All forms of tourism development that are conducive to saving rare and precious resources, in particular water and energy, as well as avoiding so far as possible waste production, should be given priority and encouraged by national, regional and local public authorities;
To minimize the use of scarce and non-renewable resources in the development and operation of tourism facilities and services.
A sustainable future depends on the careful management of resources to ensure their availability for present and future generations. Resources that are non-renewable, in limited supply, or essential for life support are of particular concern. These include land, fresh water, forests, minerals and fossil fuels. Conservation of energy is important, especially where it is derived from non-renewable resources.
Tourism is a signiﬁcant user of resources in many areas. Ensuring that it uses resources eﬃciently is important both for the wellbeing of the local environment and host community and in maintaining global resources. Eﬃcient use of resources, notably energy derived from fossil fuels, is also important in the reduction of polluting emissions. Resource eﬃciency in tourism will be achieved largely by changing the consumption patterns of tourists and tourism enterprises. Enterprises should be encouraged to establish environmental management systems to minimize impacts and drive a process of continual improvement.

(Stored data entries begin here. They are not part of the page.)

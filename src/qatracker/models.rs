//! Records returned by the tracker. The PHP side sends most fields as
//! strings; ids and statuses are converted to integers (unparsable → `None`),
//! `"true"` flags to booleans and `%Y-%m-%d %H:%M:%S` stamps to dates.

use std::collections::BTreeMap;

use chrono::NaiveDateTime;

use super::error::{QaTrackerError, Result};
use super::xmlrpc::Value;

const DATE_FORMAT: &str = "%Y-%m-%d %H:%M:%S";

/// One XML-RPC struct with the field conversions the records share.
pub(crate) struct Record<'a>(&'a BTreeMap<String, Value>);

impl<'a> Record<'a> {
  pub(crate) fn new(value: &'a Value) -> Result<Self> {
    match value {
      Value::Struct(fields) => Ok(Record(fields)),
      other => Err(QaTrackerError::Malformed(format!("expected a struct, got {other:?}"))),
    }
  }

  fn int(&self, key: &str) -> Option<i64> {
    self.0.get(key).and_then(Value::as_int)
  }

  fn flag(&self, key: &str) -> bool {
    match self.0.get(key) {
      Some(Value::Bool(b)) => *b,
      Some(value) => value.as_str() == Some("true"),
      None => false,
    }
  }

  fn date(&self, key: &str) -> Option<NaiveDateTime> {
    let text = self.0.get(key)?.to_text();
    NaiveDateTime::parse_from_str(text.trim(), DATE_FORMAT).ok()
  }

  fn text(&self, key: &str) -> String {
    self.0.get(key).map(Value::to_text).unwrap_or_default()
  }
}

pub(crate) trait FromRecord: Sized {
  fn from_record(record: &Record<'_>) -> Self;
}

pub(crate) fn records<T: FromRecord>(value: &Value) -> Result<Vec<T>> {
  match value {
    Value::Array(items) => items.iter().map(|item| Record::new(item).map(|r| T::from_record(&r))).collect(),
    Value::Nil => Ok(Vec::new()),
    other => Err(QaTrackerError::Malformed(format!("expected an array, got {other:?}"))),
  }
}

#[derive(Debug, Clone, PartialEq)]
pub struct Bug {
  pub bugnumber: Option<i64>,
  pub count: Option<i64>,
  pub earliest_report: Option<NaiveDateTime>,
  pub latest_report: Option<NaiveDateTime>,
}

impl FromRecord for Bug {
  fn from_record(r: &Record<'_>) -> Self {
    Bug {
      bugnumber: r.int("bugnumber"),
      count: r.int("count"),
      earliest_report: r.date("earliest_report"),
      latest_report: r.date("latest_report"),
    }
  }
}

#[derive(Debug, Clone, PartialEq)]
pub struct Build {
  pub id: Option<i64>,
  pub productid: Option<i64>,
  pub userid: Option<i64>,
  pub status: Option<i64>,
  pub date: Option<NaiveDateTime>,
  pub version: String,
  pub title: String,
  pub note: String,
}

impl FromRecord for Build {
  fn from_record(r: &Record<'_>) -> Self {
    Build {
      id: r.int("id"),
      productid: r.int("productid"),
      userid: r.int("userid"),
      status: r.int("status"),
      date: r.date("date"),
      version: r.text("version"),
      title: r.text("title"),
      note: r.text("note"),
    }
  }
}

#[derive(Debug, Clone, PartialEq)]
pub struct Milestone {
  pub id: Option<i64>,
  pub status: Option<i64>,
  pub series: Option<i64>,
  pub notify: bool,
  pub title: String,
}

impl FromRecord for Milestone {
  fn from_record(r: &Record<'_>) -> Self {
    Milestone {
      id: r.int("id"),
      status: r.int("status"),
      series: r.int("series"),
      notify: r.flag("notify"),
      title: r.text("title"),
    }
  }
}

#[derive(Debug, Clone, PartialEq)]
pub struct Product {
  pub id: Option<i64>,
  pub product_type: Option<i64>,
  pub status: Option<i64>,
  pub title: String,
}

impl FromRecord for Product {
  fn from_record(r: &Record<'_>) -> Self {
    Product {
      id: r.int("id"),
      product_type: r.int("type"),
      status: r.int("status"),
      title: r.text("title"),
    }
  }
}

#[derive(Debug, Clone, PartialEq)]
pub struct Rebuild {
  pub id: Option<i64>,
  pub seriesid: Option<i64>,
  pub productid: Option<i64>,
  pub milestoneid: Option<i64>,
  pub requestedby: Option<i64>,
  pub changedby: Option<i64>,
  pub status: Option<i64>,
  pub requestedat: Option<NaiveDateTime>,
  pub changedat: Option<NaiveDateTime>,
}

impl FromRecord for Rebuild {
  fn from_record(r: &Record<'_>) -> Self {
    Rebuild {
      id: r.int("id"),
      seriesid: r.int("seriesid"),
      productid: r.int("productid"),
      milestoneid: r.int("milestoneid"),
      requestedby: r.int("requestedby"),
      changedby: r.int("changedby"),
      status: r.int("status"),
      requestedat: r.date("requestedat"),
      changedat: r.date("changedat"),
    }
  }
}

#[derive(Debug, Clone, PartialEq)]
pub struct TestResult {
  pub id: Option<i64>,
  pub reporterid: Option<i64>,
  pub revisionid: Option<i64>,
  pub result: Option<i64>,
  pub changedby: Option<i64>,
  pub status: Option<i64>,
  pub date: Option<NaiveDateTime>,
  pub lastchange: Option<NaiveDateTime>,
  pub comment: String,
  pub hardware: String,
  /// Bug number → importance (0 or 1).
  pub bugs: BTreeMap<i64, i64>,
  pub(crate) deleted: bool,
}

impl TestResult {
  pub fn is_deleted(&self) -> bool {
    self.deleted
  }
}

impl FromRecord for TestResult {
  fn from_record(r: &Record<'_>) -> Self {
    let bugs = match r.0.get("bugs") {
      Some(Value::Struct(entries)) => entries
        .iter()
        .filter_map(|(bug, importance)| Some((bug.parse().ok()?, importance.as_int()?)))
        .collect(),
      _ => BTreeMap::new(),
    };
    TestResult {
      id: r.int("id"),
      reporterid: r.int("reporterid"),
      revisionid: r.int("revisionid"),
      result: r.int("result"),
      changedby: r.int("changedby"),
      status: r.int("status"),
      date: r.date("date"),
      lastchange: r.date("lastchange"),
      comment: r.text("comment"),
      hardware: r.text("hardware"),
      bugs,
      deleted: false,
    }
  }
}

#[derive(Debug, Clone, PartialEq)]
pub struct Series {
  pub id: Option<i64>,
  pub status: Option<i64>,
  pub title: String,
}

impl FromRecord for Series {
  fn from_record(r: &Record<'_>) -> Self {
    Series {
      id: r.int("id"),
      status: r.int("status"),
      title: r.text("title"),
    }
  }
}

#[derive(Debug, Clone, PartialEq)]
pub struct SeriesManifest {
  pub id: Option<i64>,
  pub productid: Option<i64>,
  pub status: Option<i64>,
  pub product_title: String,
}

impl FromRecord for SeriesManifest {
  fn from_record(r: &Record<'_>) -> Self {
    SeriesManifest {
      id: r.int("id"),
      productid: r.int("productid"),
      status: r.int("status"),
      product_title: r.text("product_title"),
    }
  }
}

#[derive(Debug, Clone, PartialEq)]
pub struct Testcase {
  pub id: Option<i64>,
  pub status: Option<i64>,
  pub weight: Option<i64>,
  pub suite: Option<i64>,
  pub title: String,
}

impl FromRecord for Testcase {
  fn from_record(r: &Record<'_>) -> Self {
    Testcase {
      id: r.int("id"),
      status: r.int("status"),
      weight: r.int("weight"),
      suite: r.int("suite"),
      title: r.text("title"),
    }
  }
}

To minimize the pollution of air, water and land and the generation of waste by tourism enterprises and visitors.
Maintaining environmental purity means reducing waste and harmful emissions to the environment in order to preserve the quality of the air, water and land that sustain life, health and biodiversity. Actions should address all aspects of pollution prevention and control throughout the lifecycle of tourism development, during and after the use of facilities, as well as the impacts of tourists themselves.
Although local impacts on the environment, such as local air and water quality, are the most immediately apparent to local communities and to visitors, the tourism industry also has global environmental impacts. Governments need to recognize the responsibilities towards both the global and the local environment that are inherent in maintaining environmental purity. There is a need for a profound change in the way we generate and use energy and in other activities that release greenhouse and other gases into the atmosphere. Global pollution may also impact many local destinations through the consequences of climate change.
As with promoting resource eﬃciency, waste and pollution control will be achieved largely by changing the consumption patterns of tourists and tourism enterprises. This should be a key component of individual environmental management systems within enterprises.